INPUT MATERIAL:
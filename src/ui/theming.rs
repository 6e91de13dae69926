// SPDX-License-Identifier: MPL-2.0
//! Theme mode selection.
//!
//! The style layer reads all colors from the active [`iced::Theme`], so
//! theming reduces to picking which `Theme` the host hands the runtime.
//! [`ThemeMode`] is the persisted preference; [`ThemeMode::iced_theme`]
//! resolves it, consulting the OS for `System`.

use iced::Theme;
use serde::{Deserialize, Serialize};

#[derive(Debug, Clone, Copy, PartialEq, Eq, Default, Serialize, Deserialize)]
#[serde(rename_all = "lowercase")]
pub enum ThemeMode {
    Light,
    Dark,
    #[default]
    System,
}

impl ThemeMode {
    /// Returns true if the effective theme is dark.
    /// For System mode, detects the actual system theme.
    #[must_use]
    pub fn is_dark(self) -> bool {
        match self {
            ThemeMode::Light => false,
            ThemeMode::Dark => true,
            ThemeMode::System => {
                // Detect system theme; default to dark on detection error
                !matches!(dark_light::detect(), Ok(dark_light::Mode::Light))
            }
        }
    }

    /// Resolves the mode into the `iced::Theme` to render with.
    ///
    /// Intended for the host's `theme()` hook; every style function in
    /// [`crate::ui::styles`] branches on the returned theme.
    #[must_use]
    pub fn iced_theme(self) -> Theme {
        if self.is_dark() {
            Theme::Dark
        } else {
            Theme::Light
        }
    }
}

#[cfg(test)]
mod tests {
    use super::*;

    #[test]
    fn theme_mode_is_dark_returns_correct_values() {
        assert!(!ThemeMode::Light.is_dark());
        assert!(ThemeMode::Dark.is_dark());
        // System mode depends on actual system theme, so we just verify it doesn't panic
        let _ = ThemeMode::System.is_dark();
    }

    #[test]
    fn explicit_modes_map_onto_iced_themes() {
        assert!(matches!(ThemeMode::Light.iced_theme(), Theme::Light));
        assert!(matches!(ThemeMode::Dark.iced_theme(), Theme::Dark));
    }

    #[test]
    fn mode_serializes_lowercase() {
        let toml = toml::to_string(&std::collections::BTreeMap::from([("mode", ThemeMode::Dark)]))
            .expect("serialize");
        assert!(toml.contains("mode = \"dark\""));
    }
}
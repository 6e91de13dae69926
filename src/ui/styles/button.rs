// SPDX-License-Identifier: MPL-2.0
//! Centralized button styles.
//!
//! Each [`ButtonVariant`] maps to a style function keyed off the Iced theme
//! and button status, replacing per-call-site color choices.

use crate::ui::design_tokens::{
    opacity,
    palette::{self, WHITE},
    radius, shadow,
};
use iced::widget::button;
use iced::{Background, Border, Color, Theme};

/// Visual treatment of a button.
#[derive(Debug, Clone, Copy, PartialEq, Eq, Default)]
pub enum ButtonVariant {
    /// Filled with the brand color (primary action).
    #[default]
    Solid,
    /// Transparent with a visible border.
    Outline,
    /// Muted surface fill, no border emphasis.
    Soft,
    /// No fill or border until hovered.
    Ghost,
    /// Rendered like inline text in the brand color.
    Link,
}

/// Returns the style function for the given variant.
pub fn variant(variant: ButtonVariant) -> impl Fn(&Theme, button::Status) -> button::Style {
    move |theme: &Theme, status: button::Status| match variant {
        ButtonVariant::Solid => solid(theme, status),
        ButtonVariant::Outline => outline(theme, status),
        ButtonVariant::Soft => soft(theme, status),
        ButtonVariant::Ghost => ghost(theme, status),
        ButtonVariant::Link => link(theme, status),
    }
}

/// Style for solid (primary action) buttons.
pub fn solid(theme: &Theme, status: button::Status) -> button::Style {
    match status {
        button::Status::Active | button::Status::Pressed => button::Style {
            background: Some(Background::Color(palette::PRIMARY_500)),
            text_color: WHITE,
            border: Border {
                color: palette::PRIMARY_600,
                width: 1.0,
                radius: radius::SM.into(),
            },
            shadow: shadow::SM,
            snap: true,
        },
        button::Status::Hovered => button::Style {
            background: Some(Background::Color(palette::PRIMARY_400)),
            text_color: WHITE,
            border: Border {
                color: palette::PRIMARY_500,
                width: 1.0,
                radius: radius::SM.into(),
            },
            shadow: shadow::MD,
            snap: true,
        },
        button::Status::Disabled => disabled(theme),
    }
}

/// Style for outline (secondary action) buttons.
pub fn outline(theme: &Theme, status: button::Status) -> button::Style {
    let is_light = matches!(theme, Theme::Light);
    let text_color = if is_light { palette::GRAY_900 } else { WHITE };

    match status {
        button::Status::Active | button::Status::Pressed => button::Style {
            background: None,
            text_color,
            border: Border {
                color: palette::GRAY_400,
                width: 1.0,
                radius: radius::SM.into(),
            },
            shadow: shadow::NONE,
            snap: true,
        },
        button::Status::Hovered => button::Style {
            background: Some(Background::Color(muted_surface(is_light))),
            text_color,
            border: Border {
                color: palette::PRIMARY_500,
                width: 1.0,
                radius: radius::SM.into(),
            },
            shadow: shadow::SM,
            snap: true,
        },
        button::Status::Disabled => disabled(theme),
    }
}

/// Style for soft (muted fill) buttons.
pub fn soft(theme: &Theme, status: button::Status) -> button::Style {
    let is_light = matches!(theme, Theme::Light);
    let text_color = if is_light { palette::GRAY_900 } else { WHITE };

    let background = match status {
        button::Status::Hovered => hover_surface(is_light),
        _ => muted_surface(is_light),
    };

    match status {
        button::Status::Disabled => disabled(theme),
        _ => button::Style {
            background: Some(Background::Color(background)),
            text_color,
            border: Border {
                color: Color::TRANSPARENT,
                width: 1.0,
                radius: radius::SM.into(),
            },
            shadow: shadow::NONE,
            snap: true,
        },
    }
}

/// Style for ghost (borderless) buttons.
pub fn ghost(theme: &Theme, status: button::Status) -> button::Style {
    let is_light = matches!(theme, Theme::Light);
    let text_color = if is_light {
        palette::GRAY_700
    } else {
        palette::GRAY_200
    };

    match status {
        button::Status::Active | button::Status::Pressed => button::Style {
            background: None,
            text_color,
            border: Border {
                radius: radius::SM.into(),
                ..Default::default()
            },
            shadow: shadow::NONE,
            snap: true,
        },
        button::Status::Hovered => button::Style {
            background: Some(Background::Color(Color {
                a: opacity::OVERLAY_SUBTLE,
                ..palette::GRAY_400
            })),
            text_color: if is_light { palette::GRAY_900 } else { WHITE },
            border: Border {
                radius: radius::SM.into(),
                ..Default::default()
            },
            shadow: shadow::NONE,
            snap: true,
        },
        button::Status::Disabled => disabled(theme),
    }
}

/// Style for link-like buttons.
pub fn link(theme: &Theme, status: button::Status) -> button::Style {
    match status {
        button::Status::Hovered | button::Status::Pressed => button::Style {
            background: None,
            text_color: palette::PRIMARY_400,
            border: Border::default(),
            shadow: shadow::NONE,
            snap: true,
        },
        button::Status::Active => button::Style {
            background: None,
            text_color: palette::PRIMARY_500,
            border: Border::default(),
            shadow: shadow::NONE,
            snap: true,
        },
        button::Status::Disabled => disabled(theme),
    }
}

/// Shared disabled appearance (grayed out, non-interactive).
fn disabled(theme: &Theme) -> button::Style {
    let is_light = matches!(theme, Theme::Light);

    button::Style {
        background: Some(Background::Color(if is_light {
            palette::GRAY_200
        } else {
            palette::GRAY_700
        })),
        text_color: Color {
            a: opacity::DISABLED,
            ..palette::GRAY_400
        },
        border: Border {
            color: palette::GRAY_400,
            width: 1.0,
            radius: radius::SM.into(),
        },
        shadow: shadow::NONE,
        snap: true,
    }
}

fn muted_surface(is_light: bool) -> Color {
    if is_light {
        palette::GRAY_100
    } else {
        palette::GRAY_700
    }
}

fn hover_surface(is_light: bool) -> Color {
    if is_light {
        palette::GRAY_200
    } else {
        Color::from_rgb(0.35, 0.35, 0.35)
    }
}

#[cfg(test)]
mod tests {
    use super::*;

    #[test]
    fn solid_button_uses_brand_colors() {
        let theme = Theme::Dark;
        let style = solid(&theme, button::Status::Active);

        if let Some(Background::Color(bg)) = style.background {
            assert_eq!(bg, palette::PRIMARY_500);
        } else {
            panic!("Expected background color");
        }
    }

    #[test]
    fn outline_button_has_no_fill_at_rest() {
        let theme = Theme::Light;
        let style = outline(&theme, button::Status::Active);
        assert!(style.background.is_none());
        assert_eq!(style.border.color, palette::GRAY_400);
    }

    #[test]
    fn ghost_button_gains_fill_on_hover() {
        let theme = Theme::Dark;
        let rest = ghost(&theme, button::Status::Active);
        let hover = ghost(&theme, button::Status::Hovered);
        assert!(rest.background.is_none());
        assert!(hover.background.is_some());
    }

    #[test]
    fn link_button_uses_brand_text() {
        let theme = Theme::Light;
        let style = link(&theme, button::Status::Active);
        assert_eq!(style.text_color, palette::PRIMARY_500);
        assert!(style.background.is_none());
    }

    #[test]
    fn all_variants_share_disabled_appearance() {
        let theme = Theme::Light;
        let variants = [
            ButtonVariant::Solid,
            ButtonVariant::Outline,
            ButtonVariant::Soft,
            ButtonVariant::Ghost,
            ButtonVariant::Link,
        ];

        let reference = variant(ButtonVariant::Solid)(&theme, button::Status::Disabled);
        for v in variants {
            let style = variant(v)(&theme, button::Status::Disabled);
            assert_eq!(style.background, reference.background);
            assert_eq!(style.text_color, reference.text_color);
        }
    }
}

ACTION ITEM: Up to and including the line with "style function in", repeat the data exactly, starting from its first line; nothing else belongs in the response.

EXPECTED OUTPUT:
filename src/ui/theming.rs
repository 6e91de13dae69926
// SPDX-License-Identifier: MPL-2.0
//! Theme mode selection.
//!
//! The style layer reads all colors from the active [`iced::Theme`], so
//! theming reduces to picking which `Theme` the host hands the runtime.
//! [`ThemeMode`] is the persisted preference; [`ThemeMode::iced_theme`]
//! resolves it, consulting the OS for `System`.

use iced::Theme;
use serde::{Deserialize, Serialize};

#[derive(Debug, Clone, Copy, PartialEq, Eq, Default, Serialize, Deserialize)]
#[serde(rename_all = "lowercase")]
pub enum ThemeMode {
    Light,
    Dark,
    #[default]
    System,
}

impl ThemeMode {
    /// Returns true if the effective theme is dark.
    /// For System mode, detects the actual system theme.
    #[must_use]
    pub fn is_dark(self) -> bool {
        match self {
            ThemeMode::Light => false,
            ThemeMode::Dark => true,
            ThemeMode::System => {
                // Detect system theme; default to dark on detection error
                !matches!(dark_light::detect(), Ok(dark_light::Mode::Light))
            }
        }
    }

    /// Resolves the mode into the `iced::Theme` to render with.
    ///
    /// Intended for the host's `theme()` hook; every style function in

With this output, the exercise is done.